Jornal GGN – O Ministério Público Federal (MPF) protocolou uma ação de improbidade administrativa contra o deputado federal Daniel Silveira (PSL/RJ), por reembolsos pedidos à Câmara dos Deputados de forma irregular. O político teria pago consultorias ao advogado Samuel Pinheiro Maciel, alegando que “não havia sido bem atendido” pelos consultores disponibilizados na Câmara e o órgão “seria dominado por esquerdistas”. Maciel também é alvo da ação.
O MPF comprovou as irregularidades, que haviam sido levantadas pela imprensa, a partir de informações das notas fiscais emitidas pelo advogado e o relatório de proposições legislativas do deputado.
“A partir dos documentos públicos colhidos, e a oitiva do referido advogado, pudemos constatar grande preocupação do deputado Daniel Silveira em não documentar a prestação de serviços, o que vai na contramão do que se espera no uso de recursos públicos. Para tanto, chamava atenção a postura de entregar dinheiro em espécie, semanalmente, ao advogado, ausência de envio dos trabalhos efetuados por escrito, tendo sido alegado que 99% da prestação de serviço era verbal, mas também sem apresentar prova da interação entre ambos”, explica a ação.
Ainda, segundo o MPF, algumas notas fiscais são genéricas e no caso das notas mais específicas, que mencionam projetos ou trabalhos, não há correlação com o relatório apresentado pelo deputado.

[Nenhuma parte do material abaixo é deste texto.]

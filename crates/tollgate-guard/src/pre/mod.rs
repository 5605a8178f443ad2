// SPDX-FileCopyrightText: 2026 Tollgate Contributors
// SPDX-License-Identifier: MIT OR Apache-2.0

//! Input gate: malformed-input rejection, PII redaction, prompt-injection
//! detection and risk tagging.
//!
//! [`PreGuard::screen`] is a pure function of the request text and the guard
//! policy. It holds no mutable state and is shared across request tasks.

mod injection;
mod pii;
mod risk;

use std::collections::BTreeSet;

use secrecy::SecretString;
use tollgate_config::model::GuardConfig;
use tollgate_core::{BlockReason, PiiKind, Request, RiskCategory, SanitizedRequest};
use tracing::debug;

pub(crate) use injection::normalize as normalize_for_matching;

use injection::InjectionDetector;

/// Original values behind each placeholder of one request.
///
/// This is the only place redacted values live. `Debug` never prints them
/// and the memory is zeroized on drop.
pub struct RedactionAudit {
    pub request_id: String,
    pub entries: Vec<(PiiKind, SecretString)>,
}

impl std::fmt::Debug for RedactionAudit {
    fn fmt(&self, f: &mut std::fmt::Formatter<'_>) -> std::fmt::Result {
        let kinds: Vec<PiiKind> = self.entries.iter().map(|(kind, _)| *kind).collect();
        f.debug_struct("RedactionAudit")
            .field("request_id", &self.request_id)
            .field("entries", &kinds)
            .finish()
    }
}

/// The input safety gate.
#[derive(Debug, Clone)]
pub struct PreGuard {
    injection: InjectionDetector,
    hard_deny: BTreeSet<RiskCategory>,
}

impl PreGuard {
    pub fn new(config: &GuardConfig) -> Self {
        Self {
            injection: InjectionDetector::new(&config.extra_injection_phrases),
            hard_deny: config.hard_deny.iter().copied().collect(),
        }
    }

    /// Screen a request, discarding the original PII values.
    pub fn screen(&self, request: Request) -> SanitizedRequest {
        self.screen_with_audit(request).0
    }

    /// Screen a request and return the originals behind each redaction.
    pub fn screen_with_audit(&self, request: Request) -> (SanitizedRequest, RedactionAudit) {
        let mut audit = RedactionAudit {
            request_id: request.id().to_string(),
            entries: Vec::new(),
        };

        if is_malformed(request.raw_text()) {
            debug!(request_id = %request.id(), "malformed input rejected");
            let sanitized = SanitizedRequest::new(
                request,
                String::new(),
                Vec::new(),
                BTreeSet::new(),
                Some(BlockReason::MalformedInput),
            );
            return (sanitized, audit);
        }

        let scan = pii::redact_pii(request.raw_text());
        audit.entries = scan.originals;

        let normalized = injection::normalize(&scan.text);
        let risk_flags = risk::classify_risk(&normalized);

        let block_reason = if let Some(rule) = self.injection.detect(&normalized) {
            debug!(request_id = %request.id(), rule = %rule, "prompt injection detected");
            Some(BlockReason::PromptInjection)
        } else {
            risk_flags
                .iter()
                .find(|category| self.hard_deny.contains(category))
                .map(|category| BlockReason::HardDeny(*category))
        };

        let sanitized =
            SanitizedRequest::new(request, scan.text, scan.redactions, risk_flags, block_reason);
        (sanitized, audit)
    }
}

/// Undecodable bytes (U+FFFD), C0 controls other than tab/newline/carriage
/// return, and bidi override controls.
fn is_malformed(text: &str) -> bool {
    text.chars().any(|c| {
        c == '\u{FFFD}'
            || (c.is_ascii_control() && c != '\t' && c != '\n' && c != '\r' && c != '\u{7F}')
            || ('\u{202A}'..='\u{202E}').contains(&c)
            || ('\u{2066}'..='\u{2069}').contains(&c)
    })
}
// SPDX-FileCopyrightText: 2026 Tollgate Contributors
// SPDX-License-Identifier: MIT OR Apache-2.0

//! Test harness for end-to-end router testing.
//!
//! `TestHarness` assembles a complete router with mock providers, an
//! in-memory budget store, a health monitor and a fixed clock. Provides
//! `ask()` to drive the full pipeline in tests.

use std::sync::Arc;

use chrono::NaiveDate;
use tollgate_config::TollgateConfig;
use tollgate_core::{ProviderAdapter, ProviderTier, Request, TenantId, TollgateError};
use tollgate_cost::{BudgetTracker, Clock, InMemoryBudgetStore};
use tollgate_provider::{LocalProvider, ProviderEntry};
use tollgate_resilience::{BreakerSettings, HealthMonitor};
use tollgate_router::{ChatOutcome, Router};

use crate::mock_provider::MockProvider;

/// Clock pinned to one day unless moved.
#[derive(Debug)]
pub struct FixedClock {
    day: std::sync::Mutex<NaiveDate>,
}

impl FixedClock {
    pub fn new(day: NaiveDate) -> Self {
        Self {
            day: std::sync::Mutex::new(day),
        }
    }

    /// Move to another day.
    pub fn set(&self, day: NaiveDate) {
        if let Ok(mut guard) = self.day.lock() {
            *guard = day;
        }
    }
}

impl Clock for FixedClock {
    fn today(&self) -> NaiveDate {
        match self.day.lock() {
            Ok(guard) => *guard,
            Err(poisoned) => *poisoned.into_inner(),
        }
    }
}

/// Builder for creating test environments with configurable options.
pub struct TestHarnessBuilder {
    config: TollgateConfig,
    providers: Vec<(Arc<dyn ProviderAdapter>, u32)>,
    mocks: Vec<Arc<MockProvider>>,
    day: NaiveDate,
}

impl TestHarnessBuilder {
    fn new() -> Self {
        Self {
            config: TollgateConfig::default(),
            providers: Vec::new(),
            mocks: Vec::new(),
            day: NaiveDate::from_ymd_opt(2026, 1, 1).unwrap_or_default(),
        }
    }

    /// Add a mock provider with the default priority.
    pub fn with_provider(self, mock: Arc<MockProvider>) -> Self {
        self.with_provider_priority(mock, 100)
    }

    /// Add a mock provider with an explicit priority.
    pub fn with_provider_priority(mut self, mock: Arc<MockProvider>, priority: u32) -> Self {
        self.providers
            .push((Arc::clone(&mock) as Arc<dyn ProviderAdapter>, priority));
        self.mocks.push(mock);
        self
    }

    /// Adjust the configuration before the router is built.
    pub fn with_config(mut self, edit: impl FnOnce(&mut TollgateConfig)) -> Self {
        edit(&mut self.config);
        self
    }

    /// Day reported by the harness clock.
    pub fn on_day(mut self, day: NaiveDate) -> Self {
        self.day = day;
        self
    }

    /// Build the harness. A default local provider is added when no
    /// local-tier mock was supplied.
    pub fn build(self) -> Result<TestHarness, TollgateError> {
        let mut entries: Vec<ProviderEntry> = self
            .providers
            .into_iter()
            .map(|(adapter, priority)| ProviderEntry {
                adapter,
                priority,
                max_tokens: 1024,
            })
            .collect();
        if !entries
            .iter()
            .any(|e| e.adapter.tier() == ProviderTier::Local)
        {
            entries.push(ProviderEntry {
                adapter: Arc::new(LocalProvider::default()),
                priority: u32::MAX,
                max_tokens: 1024,
            });
        }

        let clock = Arc::new(FixedClock::new(self.day));
        let budget = Arc::new(BudgetTracker::with_clock(
            &self.config.budget,
            Arc::new(InMemoryBudgetStore::new()),
            Arc::clone(&clock) as Arc<dyn Clock>,
        ));
        let health = Arc::new(HealthMonitor::new(BreakerSettings::from(&self.config.health)));
        let router = Arc::new(Router::new(
            &self.config,
            entries,
            Arc::clone(&budget),
            Arc::clone(&health),
        )?);

        Ok(TestHarness {
            router,
            budget,
            health,
            clock,
            mocks: self.mocks,
            config: self.config,
        })
    }
}

/// A complete router with mock providers and in-memory state.
pub struct TestHarness {
    /// The router under test.
    pub router: Arc<Router>,
    /// Budget tracker shared with the router.
    pub budget: Arc<BudgetTracker>,
    /// Health monitor shared with the router.
    pub health: Arc<HealthMonitor>,
    /// Clock driving the budget day.
    pub clock: Arc<FixedClock>,
    /// Mock providers in the order they were added.
    pub mocks: Vec<Arc<MockProvider>>,
    /// Configuration the router was built from.
    pub config: TollgateConfig,
}

impl TestHarness {
    /// Create a new builder for configuring the test harness.
    pub fn builder() -> TestHarnessBuilder {
        TestHarnessBuilder::new()
    }

    /// Send a query as the default tenant.
    pub async fn ask(&self, text: &str) -> ChatOutcome {
        self.ask_as(TenantId::DEFAULT, text).await
    }

    /// Send a query as `tenant`.
    pub async fn ask_as(&self, tenant: &str, text: &str) -> ChatOutcome {
        self.router
            .handle(Request::new(TenantId::from(tenant), text))
            .await
    }
}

“Assim, objetivamente, verificou-se que das 50 discriminações de serviços em 22 notas fiscais, seis são genéricas – não permitindo verificar correspondência no relatório de proposições legislativas; 14 não encontram correspondência no relatório de proposições legislativas; 26 encontram-se no relatório de proposições legislativas, com a ressalva de que estão em notas fiscais emitidas posteriormente à disponibilização dos dados na consulta pública do site da Câmara dos Deputados; e quatro equivalem a serviços discriminados em outras notas emitidas pelo próprio advogado”.
A Procuradoria da República em Petrópolis/RJ pede que os processados devolvam aos cofres públicos os valores recebidos de maneira irregular e expediu ofício à Procuradoria-Geral da República para apurar eventual prática de crime.